Spagnolo dei Paesi Baschi, il piccolo Juan Carlos nacque nel 1952 a Bilbao, venendo poi battezzato a Barakaldo. Indirizzato alla fede dalla madre, donna molto religiosa, conobbe i salesiani all’epoca delle scuole superiori, entrando poi nel noviziato salesiano di Urnieta, e proseguendo con la tradizionale formazione religiosa, fino alla professione perpetua, nel 1975, e all’ordinazione sacerdotale, nel 1978.
Già durante gli studi di Filosofia e Teologia iniziò a percepire la vocazione missionaria, ed espresse ai suoi superiori la volontà di partire. Così nel 1997 fu inviato in Africa, in Benin, in una missione molto piccola, dove trovò molte difficoltà di ambientamento a causa della lingua locale. “Per me era molto complicato celebrare la Messa, soprattutto nella parte libera delle omelie, e finiva sempre che qualcuno doveva fare la traduzione” ricorda oggi don Ingunza.
Tuttavia, il suo apostolato, insieme a quello dei suoi compagni di missione, deve essere stato ugualmente efficace, se è vero che nel giro di cinque anni l’allora Ispettoria dell’Africa Francofona Occidentale (AFO) aveva avviato ben cinque presenze nella medesima regione.
In virtù di questa sua feconda esperienza, venne destinato ad aprire una nuova parrocchia a Cotonou, la Capitale del Benin, e poi avrebbe dovuto lavorare nella formazione di un noviziato locale. Ma lo scoppio degli scontri nel Paese impedì questo progetto e don Ingunza – che nel frattempo era rientrato in Spagna per formarsi per quell’incarico – venne poi destinato a Porto Novo, dove servì come Direttore e Parroco, e poi in Togo e Costa d’Avorio, Paese, quest’ultimo “dove venni di nuovo ‘perseguitato’ dagli scontri e la guerra” riporta il salesiano.
Il suo pellegrinaggio nei Paesi di quella regione non era però ancora concluso: don Ingunza servì infatti ancora in Mali e poi in Burkina Faso, un’esperienza però molto particolare: “Lavoravo in una parrocchia fondata da persone del Burkina Faso, dove la gente si lamentava e diceva di essere stufa dei preti europei e di volere preti africani” aggiunge.
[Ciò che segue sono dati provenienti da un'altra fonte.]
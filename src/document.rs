use anyhow::{Context, Result, anyhow};
use std::fs;
use std::ops::Range;
use std::path::Path;

const BOM: char = '\u{feff}';

#[derive(Debug, Clone, Copy, PartialEq, Eq)]
pub enum SourceEncoding {
    Ascii,
    Utf8,
    Latin1,
}

/// Line buffer shared by every pass.
#[derive(Debug, Clone, PartialEq, Eq)]
pub struct Document {
    lines: Vec<String>,
    encoding: SourceEncoding,
}

impl Document {
    pub fn from_lines<I, S>(lines: I) -> Self
    where
        I: IntoIterator<Item = S>,
        S: Into<String>,
    {
        Self {
            lines: lines.into_iter().map(Into::into).collect(),
            encoding: SourceEncoding::Utf8,
        }
    }

    pub fn load(path: &Path) -> Result<Self> {
        if !path.is_file() {
            return Err(anyhow!("specified file '{}' not found", path.display()));
        }
        let bytes =
            fs::read(path).with_context(|| format!("failed to read {}", path.display()))?;
        let (text, encoding) = decode(&bytes);
        Ok(Self {
            lines: split_lines(&text),
            encoding,
        })
    }

    pub fn save(&self, path: &Path) -> Result<()> {
        let mut text = String::new();
        for line in &self.lines {
            text.push_str(line);
            text.push('\n');
        }
        let bytes = match self.encoding {
            SourceEncoding::Latin1 => {
                let (encoded, _, _) = encoding_rs::WINDOWS_1252.encode(&text);
                encoded.into_owned()
            }
            SourceEncoding::Ascii | SourceEncoding::Utf8 => text.into_bytes(),
        };
        fs::write(path, bytes).with_context(|| format!("failed to write {}", path.display()))
    }

    pub fn encoding(&self) -> SourceEncoding {
        self.encoding
    }

    pub fn lines(&self) -> &[String] {
        &self.lines
    }

    pub fn line(&self, index: usize) -> Option<&str> {
        self.lines.get(index).map(String::as_str)
    }

    pub fn len(&self) -> usize {
        self.lines.len()
    }

    pub fn is_empty(&self) -> bool {
        self.lines.is_empty()
    }

    pub fn slice(&self, range: Range<usize>) -> &[String] {
        &self.lines[range]
    }

    pub fn set_line(&mut self, index: usize, text: impl Into<String>) -> Result<()> {
        let len = self.lines.len();
        let slot = self
            .lines
            .get_mut(index)
            .ok_or_else(|| anyhow!("line {} out of range ({} lines)", index, len))?;
        *slot = text.into();
        Ok(())
    }

    /// Swaps in a new line sequence, keeping the source encoding.
    pub fn replace_lines(&mut self, lines: Vec<String>) {
        self.lines = lines;
    }
}

fn decode(bytes: &[u8]) -> (String, SourceEncoding) {
    if bytes.is_ascii() {
        // ASCII is valid UTF-8.
        return (
            String::from_utf8_lossy(bytes).into_owned(),
            SourceEncoding::Ascii,
        );
    }
    if let Some(text) = encoding_rs::UTF_8.decode_without_bom_handling_and_without_replacement(bytes)
    {
        let text: &str = &text;
        let text = text.strip_prefix(BOM).unwrap_or(text).to_string();
        return (text, SourceEncoding::Utf8);
    }
    let (text, _) = encoding_rs::WINDOWS_1252.decode_without_bom_handling(bytes);
    (text.into_owned(), SourceEncoding::Latin1)
}

fn split_lines(text: &str) -> Vec<String> {
    if text.is_empty() {
        return Vec::new();
    }
    let body = text.strip_suffix('\n').unwrap_or(text);
    body.split('\n')
        .map(|line| line.trim_end().to_string())
        .collect()
}

#[cfg(test)]
mod tests {
    use super::*;
    use tempfile::tempdir;

    #[test]
    fn load_strips_trailing_whitespace_and_final_newline() {
        let dir = tempdir().expect("tempdir");
        let path = dir.path().join("book.txt");
        fs::write(&path, "one  \r\ntwo\t\n\nthree\n").expect("write");
        let doc = Document::load(&path).expect("load");
        assert_eq!(doc.lines(), &["one", "two", "", "three"]);
        assert_eq!(doc.encoding(), SourceEncoding::Ascii);
    }

    #[test]
    fn load_drops_utf8_bom() {
        let dir = tempdir().expect("tempdir");
        let path = dir.path().join("book.txt");
        fs::write(&path, "\u{feff}Caf\u{e9}\nna\u{ef}ve\n").expect("write");
        let doc = Document::load(&path).expect("load");
        assert_eq!(doc.lines(), &["Caf\u{e9}", "na\u{ef}ve"]);
        assert_eq!(doc.encoding(), SourceEncoding::Utf8);
    }

    #[test]
    fn load_falls_back_to_latin1() {
        let dir = tempdir().expect("tempdir");
        let path = dir.path().join("book.txt");
        fs::write(&path, b"caf\xe9\n").expect("write");
        let doc = Document::load(&path).expect("load");
        assert_eq!(doc.lines(), &["caf\u{e9}"]);
        assert_eq!(doc.encoding(), SourceEncoding::Latin1);

        let out = dir.path().join("out.txt");
        doc.save(&out).expect("save");
        assert_eq!(fs::read(&out).expect("read"), b"caf\xe9\n");
    }

    #[test]
    fn load_missing_file_is_fatal() {
        let dir = tempdir().expect("tempdir");
        let err = Document::load(&dir.path().join("nope.txt")).unwrap_err();
        assert!(err.to_string().contains("not found"));
    }

    #[test]
    fn save_terminates_every_line() {
        let dir = tempdir().expect("tempdir");
        let path = dir.path().join("out.txt");
        Document::from_lines(["a", "", "b"]).save(&path).expect("save");
        assert_eq!(fs::read_to_string(&path).expect("read"), "a\n\nb\n");
    }

    #[test]
    fn set_line_out_of_range_errors() {
        let mut doc = Document::from_lines(["a"]);
        assert!(doc.set_line(3, "x").is_err());
        doc.set_line(0, "b").expect("set");
        assert_eq!(doc.line(0), Some("b"));
    }
}
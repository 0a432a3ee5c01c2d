use anyhow::{Context, Result, anyhow};
use std::ffi::OsString;
use std::fs;
use std::path::PathBuf;
use std::process::Command;
use tracing::info;

use super::extract::{extract_css, extract_fragments};
use super::{RenderOutput, Renderer};
use crate::document::Document;

const TEMP_SOURCE_NAME: &str = "ppimgtempsrc";

/// Runs the ppgen executable on a scratch copy of the directives.
#[derive(Debug, Clone)]
pub struct PpgenRenderer {
    command: String,
    args: Vec<String>,
}

impl PpgenRenderer {
    pub fn new(command: impl Into<String>, args: Vec<String>) -> Self {
        Self {
            command: command.into(),
            args,
        }
    }
}

impl Renderer for PpgenRenderer {
    fn render(&self, source: &[String]) -> Result<RenderOutput> {
        let dir = tempfile::Builder::new()
            .prefix("ppimg")
            .tempdir()
            .with_context(|| "failed to create temporary directory")?;
        let source_path = dir.path().join(TEMP_SOURCE_NAME);
        let mut content = source.join("\n");
        content.push('\n');
        fs::write(&source_path, content)
            .with_context(|| format!("failed to write {}", source_path.display()))?;

        info!("running {} against temporary source file", self.command);
        let output = Command::new(&self.command)
            .args(&self.args)
            .arg(&source_path)
            .current_dir(dir.path())
            .output()
            .with_context(|| format!("failed to run {} (is it installed?)", self.command))?;
        if !output.status.success() {
            let stderr = String::from_utf8_lossy(&output.stderr);
            return Err(anyhow!(
                "{} failed ({}): {}",
                self.command,
                output.status,
                stderr.trim()
            ));
        }

        let html_path = html_output_path(&source_path);
        info!("parsing generated HTML {}", html_path.display());
        let html = Document::load(&html_path)
            .with_context(|| format!("{} produced no HTML output", self.command))?;
        Ok(RenderOutput {
            css: extract_css(html.lines()),
            fragments: extract_fragments(&html.lines().join("\n")),
        })
    }
}

fn html_output_path(source: &std::path::Path) -> PathBuf {
    let mut name = OsString::from(source.as_os_str());
    name.push(".html");
    PathBuf::from(name)
}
Forse anche per questo don Ingunza, dopo trent’anni spesi nelle missioni in Africa Occidentale, sentì il bisogno di chiedere un tempo di recupero. “Era il 2016 e chiesi all’allora Ispettore di ‘Spagna-San Giacomo Maggiore’, don Juan Carlos Pérez Godoy, di poter tornare in Spagna” ammette il missionario.
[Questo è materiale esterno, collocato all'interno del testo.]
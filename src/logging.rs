use anyhow::Result;
use tracing::Level;
use tracing_subscriber::fmt;

pub fn init(level: Level) -> Result<()> {
    let _ = fmt()
        .with_max_level(level)
        .with_target(false)
        .with_level(true)
        .with_thread_ids(false)
        .with_thread_names(false)
        .try_init();
    Ok(())
}
/// Directive parameters in the order they were written.
#[derive(Debug, Default, Clone, PartialEq, Eq)]
pub struct Params {
    entries: Vec<(String, String)>,
}

impl Params {
    pub fn new() -> Self {
        Self::default()
    }

    pub fn get(&self, key: &str) -> Option<&str> {
        self.entries
            .iter()
            .find(|(name, _)| name == key)
            .map(|(_, value)| value.as_str())
    }

    pub fn contains(&self, key: &str) -> bool {
        self.get(key).is_some()
    }

    /// Sets `key`, keeping its position if it already exists.
    pub fn insert(&mut self, key: impl Into<String>, value: impl Into<String>) {
        let key = key.into();
        let value = value.into();
        if let Some(slot) = self.entries.iter_mut().find(|(name, _)| *name == key) {
            slot.1 = value;
        } else {
            self.entries.push((key, value));
        }
    }

    pub fn remove(&mut self, key: &str) -> Option<String> {
        let index = self.entries.iter().position(|(name, _)| name == key)?;
        Some(self.entries.remove(index).1)
    }

    pub fn iter(&self) -> impl Iterator<Item = (&str, &str)> {
        self.entries
            .iter()
            .map(|(key, value)| (key.as_str(), value.as_str()))
    }

    pub fn len(&self) -> usize {
        self.entries.len()
    }

    pub fn is_empty(&self) -> bool {
        self.entries.is_empty()
    }

    /// Same keys and values, ignoring order.
    pub fn same_entries(&self, other: &Params) -> bool {
        self.len() == other.len() && self.iter().all(|(key, value)| other.get(key) == Some(value))
    }
}

impl<K: Into<String>, V: Into<String>> FromIterator<(K, V)> for Params {
    fn from_iter<T: IntoIterator<Item = (K, V)>>(iter: T) -> Self {
        let mut params = Params::new();
        for (key, value) in iter {
            params.insert(key, value);
        }
        params
    }
}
Anche in patria trovò il modo di far fruttare la sua esperienza missionaria, mettendosi al servizio degli immigrati provenienti proprio dall’Africa. “Però dopo poco tempo sentì di nuovo nascere in me l’ardore missionario. Così, era il 2019, scrissi al Rettor Maggiore chiedendo di andare nuovamente in missione. E lui mi ha mandò in Brasile, nell’Ispettoria di Campo Grande, a lavorare con gli Xavantes”.
È iniziata allora la “terza vita” di don Ingunza, catapultato in Brasile senza aver mai studiato il portoghese. “Provvidenzialmente, una volta lì ho potuto frequentare almeno un corso breve di un mese per imparare a comunicare e poi sono andato subito in missione”. Ancora oggi è di stanza lì, in un’opera storica e significativa per tutte le missioni salesiane, quella di Sangradouro, dove i Figli di Don Bosco iniziarono già nel 1957 a prendersi cura degli indigeni anziani e affamati che gli si presentarono.
Al termine della sua condivisione, don Ingunza ha voluto consegnare delle piccole “perle” raccolte nella sua vita missionaria: “Prendersi cura della propria vita spirituale è fondamentale per un missionario. Spesso è difficile trovare il tempo personale per la preghiera, ma questo è la base della perseveranza nella missione”.
E ancora: “Ovunque un missionario arrivi, deve ricordarsi che prima di lui ci sono stati altri missionari che hanno lavorato lì, prendendo scelte motivate e con impegno: bisogna rispettare e cercare di dare continuità a quello che è stato fatto. Quindi, in primo luogo il mio consiglio è ascoltare il passato prima di iniziare a lavorare. Perché la prima inculturazione avviene all’interno della comunità”.